Leo I. Gordon, MD, FACP: One question comes up about lymphodepleting therapy, to clarify this a little bit. I think it’s clear to us, but I want to make sure that everyone understands that it’s designed as an immunologic treatment to allow expansion of the CARs. And I heard a question at the ASH [American Society of Hematology] meeting yesterday as to whether the lymphodepleting therapy might have caused the remission or might have been actually the reason the patient had remission. And I think we want to stress that these patients had had multiple treatments. They were refractory to this kind of treatment. And it’s very, very unlikely that any of the responses were related to the Cytoxan/fludarabine.

Matthew Lunning, DO: You can also argue that a lot of these patients haven’t seen fludarabine. We’re going to get to toxicity, but potentially some of the toxicities that we may see after CAR T cell may be related to some of the lymphodepleting chemotherapy.

David Maloney, MD, PhD: I think these are excellent points, and I think the 3 trials have all shown tremendous activity, with complete rates as high as above 50% and the durable responses appearing to be in that 30% to 50% range.
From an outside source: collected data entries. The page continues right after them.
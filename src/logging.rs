use crate::config::ObservabilityConfig;
use tracing_subscriber::{layer::SubscriberExt, util::SubscriberInitExt, EnvFilter};

/// Install the global tracing subscriber
///
/// `RUST_LOG` wins over the configured level. Safe to call more than once;
/// later calls are ignored.
pub fn init_tracing(config: &ObservabilityConfig) {
    let filter = EnvFilter::try_from_default_env().unwrap_or_else(|_| {
        format!("churn_sentinel={},tower_http=info", config.log_level).into()
    });

    let registry = tracing_subscriber::registry().with(filter);
    let result = if config.json_logs {
        registry
            .with(tracing_subscriber::fmt::layer().json())
            .try_init()
    } else {
        registry.with(tracing_subscriber::fmt::layer()).try_init()
    };

    if let Err(e) = result {
        tracing::debug!("Tracing already initialized: {}", e);
    }
}
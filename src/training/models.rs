use serde::{Deserialize, Serialize};
use std::collections::BTreeMap;

/// Validation metrics persisted next to the deployed model
#[derive(Debug, Clone, Copy, PartialEq, Serialize, Deserialize)]
pub struct MetricsRecord {
    /// Area under the ROC curve on the validation split
    pub roc_auc: f64,

    /// Accuracy at a 0.5 decision threshold
    pub accuracy: f64,
}

/// Feature layout the model was trained on
#[derive(Debug, Clone, PartialEq, Serialize, Deserialize)]
pub struct TrainSchema {
    pub categorical_features: Vec<String>,
    pub numerical_features: Vec<String>,
    /// Input columns in training order
    pub all_features: Vec<String>,
    pub target: String,
}

impl TrainSchema {
    /// Schema features absent from `present`, in schema order
    pub fn missing_features<'a, F>(&'a self, present: F) -> Vec<&'a str>
    where
        F: Fn(&str) -> bool,
    {
        self.all_features
            .iter()
            .map(String::as_str)
            .filter(|name| !present(name))
            .collect()
    }
}

/// Mean and sample standard deviation of a numerical feature
#[derive(Debug, Clone, Copy, PartialEq, Serialize, Deserialize)]
pub struct ColumnStats {
    pub mean: f64,
    pub std: f64,
}

/// Training-time distribution summary of numerical features
#[derive(Debug, Clone, Default, PartialEq, Serialize, Deserialize)]
pub struct BaselineStats {
    pub numerical: BTreeMap<String, ColumnStats>,
}

#[cfg(test)]
mod tests {
    use super::*;

    #[test]
    fn test_metrics_record_format() {
        let json = serde_json::to_value(MetricsRecord {
            roc_auc: 0.91,
            accuracy: 0.88,
        })
        .unwrap();
        assert_eq!(json["roc_auc"], 0.91);
        assert_eq!(json["accuracy"], 0.88);
    }

    #[test]
    fn test_missing_features_keeps_schema_order() {
        let schema = TrainSchema {
            categorical_features: vec!["State".to_string()],
            numerical_features: vec!["Account length".to_string(), "Total day calls".to_string()],
            all_features: vec![
                "State".to_string(),
                "Account length".to_string(),
                "Total day calls".to_string(),
            ],
            target: "Churn".to_string(),
        };

        let missing = schema.missing_features(|name| name == "Account length");
        assert_eq!(missing, vec!["State", "Total day calls"]);
    }
}
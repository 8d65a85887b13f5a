//! CSV loading for the labeled churn dataset

use super::table::{Row, Table};
use crate::error::{AppError, Result};
use csv::ReaderBuilder;
use serde_json::{Number, Value};
use std::fs::File;
use std::io::BufReader;
use std::path::Path;
use tracing::debug;

/// Load a headed CSV file into a [`Table`], inferring scalar types per cell
pub fn load_csv(path: &Path) -> Result<Table> {
    let file = File::open(path).map_err(|e| {
        AppError::Data(format!("Cannot open dataset {}: {}", path.display(), e))
    })?;

    let mut reader = ReaderBuilder::new()
        .has_headers(true)
        .trim(csv::Trim::All)
        .from_reader(BufReader::new(file));

    let headers: Vec<String> = reader.headers()?.iter().map(|h| h.to_string()).collect();
    if headers.is_empty() {
        return Err(AppError::Data(format!("{} has no header row", path.display())));
    }

    let mut rows = Vec::new();
    for record in reader.records() {
        let record = record?;
        let row: Row = headers
            .iter()
            .zip(record.iter())
            .filter_map(|(name, cell)| parse_cell(cell).map(|v| (name.clone(), v)))
            .collect();
        rows.push(row);
    }

    debug!(path = %path.display(), rows = rows.len(), columns = headers.len(), "Loaded CSV dataset");

    Ok(Table::with_columns(headers, rows))
}

/// Infer a scalar from a CSV cell; empty cells are missing values
pub fn parse_cell(raw: &str) -> Option<Value> {
    let raw = raw.trim();
    if raw.is_empty() {
        return None;
    }

    match raw {
        "True" | "true" | "TRUE" => return Some(Value::Bool(true)),
        "False" | "false" | "FALSE" => return Some(Value::Bool(false)),
        _ => {}
    }

    if let Ok(i) = raw.parse::<i64>() {
        return Some(Value::Number(i.into()));
    }

    if let Ok(f) = raw.parse::<f64>() {
        if let Some(n) = Number::from_f64(f) {
            return Some(Value::Number(n));
        }
    }

    Some(Value::String(raw.to_string()))
}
And there are a lot of differences. But there are also differences in safety. What do we know about these 3 different products?

Leo I. Gordon, MD, FACP: Well, I think that the 2 issues we’re seeing in terms of safety are cytokine release syndrome and neurologic toxicity. And one of the problems in interpreting the data is not all the trials have used the same criteria to define those problems. I think in your institution, you’re beginning to harmonize that and to look at that. And I think we need to do that. It appears that the cytokine release syndrome seems a little bit lower with the 4-1BB product, but that might be a consequence of the way we’re measuring cytokine release syndrome. Neurologic toxicities are in the range of about 30% to 35%, with most of the neurologic toxicities being grade 1 or 2, not grade 3 or 4. I would add that even grades 1 and 2 neurologic toxicity for a patient are significant. Maybe for a clinical trialist they’re not, but for patients’ loss of word finding, confusion is a significant event.

Matthew Lunning, DO: It’s an event for their caregiver too.

Michael Pulsipher, MD: They certainly need to be aware that this is going to happen, and the big question is whether these are long-term toxicities or they contribute to long-term toxicities. And so far, we haven’t seen that in low-grade neurotoxicities, but we need to watch them.

Leo I. Gordon, MD, FACP: Correct.

David Maloney, MD, PhD: I think the lesson is that so far, it looks like most people can recover from these toxicities, but they can be severe, and patients have a fairly high chance of ending up in the ICU [intensive care unit] with almost any of the products if they have severe cytokine release syndrome or neurologic toxicity. So I think this will affect the ability to give these products in the outpatient setting. We certainly have experience with the 4-1BB constructs, using them as an outpatient setting, whereas the CD28, axicabtagene, pretty much requires hospitalization for at least 7 days. And I think the median was around 16 days in the clinical trials.